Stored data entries
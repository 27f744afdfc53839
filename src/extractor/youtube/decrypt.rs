use std::collections::HashMap;
use std::sync::OnceLock;

use regex::Regex;

use crate::error::{Error, Result};

/// Signature scrambling is a short list of known string operations whose
/// order and arguments are read out of the player script.
#[derive(Debug, Clone, Copy, PartialEq)]
enum OpKind {
    Reverse,
    Swap,
    Splice,
}

#[derive(Debug, Clone, Copy, PartialEq)]
struct Op {
    kind: OpKind,
    arg: usize,
}

/// Decrypts protected stream signatures. The operation table is scraped
/// from the upstream player script and cached by its version id.
pub(crate) struct Decryptor {
    version_id: String,
    ops: Vec<Op>,
}

impl Decryptor {
    pub fn new() -> Self {
        Self {
            version_id: String::new(),
            ops: Vec::new(),
        }
    }

    pub async fn decrypt(&mut self, http: &reqwest::Client, input: &str) -> Result<String> {
        self.update(http).await?;
        apply(&self.ops, input)
    }

    /// Refreshes the operation table when the player script version moved.
    async fn update(&mut self, http: &reqwest::Client) -> Result<()> {
        let body = http
            .get("https://www.youtube.com")
            .send()
            .await?
            .text()
            .await?;
        let path = player_js_path(&body)?;
        let version = path
            .strip_prefix("/s/player/")
            .and_then(|rest| rest.split('/').next())
            .ok_or(Error::DecryptorBroken)?
            .to_string();
        if version == self.version_id {
            return Ok(());
        }

        let base_js = http
            .get(format!("https://www.youtube.com{path}"))
            .send()
            .await?
            .error_for_status()?
            .text()
            .await?;
        self.ops = parse_ops(&base_js)?;
        self.version_id = version;
        log::debug!("signature decryptor updated to player version {}", self.version_id);
        Ok(())
    }
}

fn apply(ops: &[Op], input: &str) -> Result<String> {
    let mut sig: Vec<u8> = input.bytes().collect();
    for op in ops {
        if sig.is_empty() {
            return Err(Error::DecryptorBroken);
        }
        match op.kind {
            OpKind::Reverse => sig.reverse(),
            OpKind::Swap => {
                let j = op.arg % sig.len();
                sig.swap(0, j);
            }
            OpKind::Splice => {
                sig.drain(..op.arg.min(sig.len()));
            }
        }
    }
    String::from_utf8(sig).map_err(|_| Error::DecryptorBroken)
}

/// The player script path out of the home page config blob.
fn player_js_path(body: &str) -> Result<String> {
    let marker = "\"PLAYER_JS_URL\":\"";
    let start = body.find(marker).ok_or(Error::DecryptorBroken)? + marker.len();
    let rest = &body[start..];
    let end = rest.find('"').ok_or(Error::DecryptorBroken)?;
    Ok(rest[..end].to_string())
}

fn decrypt_fn_name_re() -> &'static Regex {
    static RE: OnceLock<Regex> = OnceLock::new();
    RE.get_or_init(|| {
        Regex::new(
            r"[a-zA-Z]*&&\([a-zA-Z]*=([a-zA-Z]*)\(decodeURIComponent\([a-zA-Z]*\)\),[a-zA-Z]*\.set\([a-zA-Z]*,encodeURIComponent\([a-zA-Z]*\)\)\)",
        )
        .expect("decrypt function pattern compiles")
    })
}

/// The body of the scrambling function: the statement list between the
/// split("") preamble and the join("") epilogue.
fn decrypt_fn_body(base_js: &str) -> Result<&str> {
    let caps = decrypt_fn_name_re()
        .captures(base_js)
        .ok_or(Error::DecryptorBroken)?;
    let name = caps.get(1).map(|m| m.as_str()).ok_or(Error::DecryptorBroken)?;

    let start_marker = format!("{name}=function(a){{a=a.split(\"\");");
    let end_marker = ";return a.join(\"\")};";
    let start = base_js
        .find(&start_marker)
        .ok_or(Error::DecryptorBroken)?
        + start_marker.len();
    let rest = &base_js[start..];
    let end = rest.find(end_marker).ok_or(Error::DecryptorBroken)?;
    Ok(&rest[..end])
}

fn parse_ops(base_js: &str) -> Result<Vec<Op>> {
    let body = decrypt_fn_body(base_js)?;
    let (obj_name, _) = body.split_once('.').ok_or(Error::DecryptorBroken)?;

    // The operation object holds three one-line helper functions.
    let table_src = {
        let start_marker = format!("var {obj_name}={{");
        let start = base_js
            .find(&start_marker)
            .ok_or(Error::DecryptorBroken)?
            + start_marker.len();
        let rest = &base_js[start..];
        let end = rest.find("};").ok_or(Error::DecryptorBroken)?;
        &rest[..end]
    };

    let lines: Vec<&str> = table_src.split('\n').collect();
    if lines.len() != 3 {
        return Err(Error::DecryptorBroken);
    }
    let mut table: HashMap<&str, OpKind> = HashMap::new();
    for line in lines {
        let (name, fn_src) = line.split_once(':').ok_or(Error::DecryptorBroken)?;
        if fn_src.starts_with("function(a){a.reverse()}") {
            table.insert(name, OpKind::Reverse);
        } else if fn_src
            .starts_with("function(a,b){var c=a[0];a[0]=a[b%a.length];a[b%a.length]=c}")
        {
            table.insert(name, OpKind::Swap);
        } else if fn_src.starts_with("function(a,b){a.splice(0,b)}") {
            table.insert(name, OpKind::Splice);
        }
    }

    let mut ops = Vec::new();
    for call in body.split(';') {
        let (_, call) = call.split_once('.').ok_or(Error::DecryptorBroken)?;
        let (name, args) = call.split_once('(').ok_or(Error::DecryptorBroken)?;
        let arg = args
            .strip_prefix("a,")
            .and_then(|rest| rest.strip_suffix(')'))
            .ok_or(Error::DecryptorBroken)?
            .parse::<usize>()
            .map_err(|_| Error::DecryptorBroken)?;
        let kind = *table.get(name).ok_or(Error::DecryptorBroken)?;
        ops.push(Op { kind, arg });
    }
    Ok(ops)
}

• **Task item**: All of the data is to be written out again, word for word.

• **Response for this exercise**:
repository 27f744afdfc53839
filename src/extractor/youtube/decrypt.rs
use std::collections::HashMap;
use std::sync::OnceLock;

use regex::Regex;

use crate::error::{Error, Result};

/// Signature scrambling is a short list of known string operations whose
/// order and arguments are read out of the player script.
#[derive(Debug, Clone, Copy, PartialEq)]
enum OpKind {
    Reverse,
    Swap,
    Splice,
}

#[derive(Debug, Clone, Copy, PartialEq)]
struct Op {
    kind: OpKind,
    arg: usize,
}

/// Decrypts protected stream signatures. The operation table is scraped
/// from the upstream player script and cached by its version id.
pub(crate) struct Decryptor {
    version_id: String,
    ops: Vec<Op>,
}

impl Decryptor {
    pub fn new() -> Self {
        Self {
            version_id: String::new(),
            ops: Vec::new(),
        }
    }

    pub async fn decrypt(&mut self, http: &reqwest::Client, input: &str) -> Result<String> {
        self.update(http).await?;
        apply(&self.ops, input)
    }

    /// Refreshes the operation table when the player script version moved.
    async fn update(&mut self, http: &reqwest::Client) -> Result<()> {
        let body = http
            .get("https://www.youtube.com")
            .send()
            .await?
            .text()
            .await?;
        let path = player_js_path(&body)?;
        let version = path
            .strip_prefix("/s/player/")
            .and_then(|rest| rest.split('/').next())
            .ok_or(Error::DecryptorBroken)?
            .to_string();
        if version == self.version_id {
            return Ok(());
        }

        let base_js = http
            .get(format!("https://www.youtube.com{path}"))
            .send()
            .await?
            .error_for_status()?
            .text()
            .await?;
        self.ops = parse_ops(&base_js)?;
        self.version_id = version;
        log::debug!("signature decryptor updated to player version {}", self.version_id);
        Ok(())
    }
}

fn apply(ops: &[Op], input: &str) -> Result<String> {
    let mut sig: Vec<u8> = input.bytes().collect();
    for op in ops {
        if sig.is_empty() {
            return Err(Error::DecryptorBroken);
        }
        match op.kind {
            OpKind::Reverse => sig.reverse(),
            OpKind::Swap => {
                let j = op.arg % sig.len();
                sig.swap(0, j);
            }
            OpKind::Splice => {
                sig.drain(..op.arg.min(sig.len()));
            }
        }
    }
    String::from_utf8(sig).map_err(|_| Error::DecryptorBroken)
}

/// The player script path out of the home page config blob.
fn player_js_path(body: &str) -> Result<String> {
    let marker = "\"PLAYER_JS_URL\":\"";
    let start = body.find(marker).ok_or(Error::DecryptorBroken)? + marker.len();
    let rest = &body[start..];
    let end = rest.find('"').ok_or(Error::DecryptorBroken)?;
    Ok(rest[..end].to_string())
}

fn decrypt_fn_name_re() -> &'static Regex {
    static RE: OnceLock<Regex> = OnceLock::new();
    RE.get_or_init(|| {
        Regex::new(
            r"[a-zA-Z]*&&\([a-zA-Z]*=([a-zA-Z]*)\(decodeURIComponent\([a-zA-Z]*\)\),[a-zA-Z]*\.set\([a-zA-Z]*,encodeURIComponent\([a-zA-Z]*\)\)\)",
        )
        .expect("decrypt function pattern compiles")
    })
}

/// The body of the scrambling function: the statement list between the
/// split("") preamble and the join("") epilogue.
fn decrypt_fn_body(base_js: &str) -> Result<&str> {
    let caps = decrypt_fn_name_re()
        .captures(base_js)
        .ok_or(Error::DecryptorBroken)?;
    let name = caps.get(1).map(|m| m.as_str()).ok_or(Error::DecryptorBroken)?;

    let start_marker = format!("{name}=function(a){{a=a.split(\"\");");
    let end_marker = ";return a.join(\"\")};";
    let start = base_js
        .find(&start_marker)
        .ok_or(Error::DecryptorBroken)?
        + start_marker.len();
    let rest = &base_js[start..];
    let end = rest.find(end_marker).ok_or(Error::DecryptorBroken)?;
    Ok(&rest[..end])
}

fn parse_ops(base_js: &str) -> Result<Vec<Op>> {
    let body = decrypt_fn_body(base_js)?;
    let (obj_name, _) = body.split_once('.').ok_or(Error::DecryptorBroken)?;

    // The operation object holds three one-line helper functions.
    let table_src = {
        let start_marker = format!("var {obj_name}={{");
        let start = base_js
            .find(&start_marker)
            .ok_or(Error::DecryptorBroken)?
            + start_marker.len();
        let rest = &base_js[start..];
        let end = rest.find("};").ok_or(Error::DecryptorBroken)?;
        &rest[..end]
    };

    let lines: Vec<&str> = table_src.split('\n').collect();
    if lines.len() != 3 {
        return Err(Error::DecryptorBroken);
    }
    let mut table: HashMap<&str, OpKind> = HashMap::new();
    for line in lines {
        let (name, fn_src) = line.split_once(':').ok_or(Error::DecryptorBroken)?;
        if fn_src.starts_with("function(a){a.reverse()}") {
            table.insert(name, OpKind::Reverse);
        } else if fn_src
            .starts_with("function(a,b){var c=a[0];a[0]=a[b%a.length];a[b%a.length]=c}")
        {
            table.insert(name, OpKind::Swap);
        } else if fn_src.starts_with("function(a,b){a.splice(0,b)}") {
            table.insert(name, OpKind::Splice);
        }
    }

    let mut ops = Vec::new();
    for call in body.split(';') {
        let (_, call) = call.split_once('.').ok_or(Error::DecryptorBroken)?;
        let (name, args) = call.split_once('(').ok_or(Error::DecryptorBroken)?;
        let arg = args
            .strip_prefix("a,")
            .and_then(|rest| rest.strip_suffix(')'))
            .ok_or(Error::DecryptorBroken)?
            .parse::<usize>()
            .map_err(|_| Error::DecryptorBroken)?;
        let kind = *table.get(name).ok_or(Error::DecryptorBroken)?;
        ops.push(Op { kind, arg });
    }
    Ok(ops)
}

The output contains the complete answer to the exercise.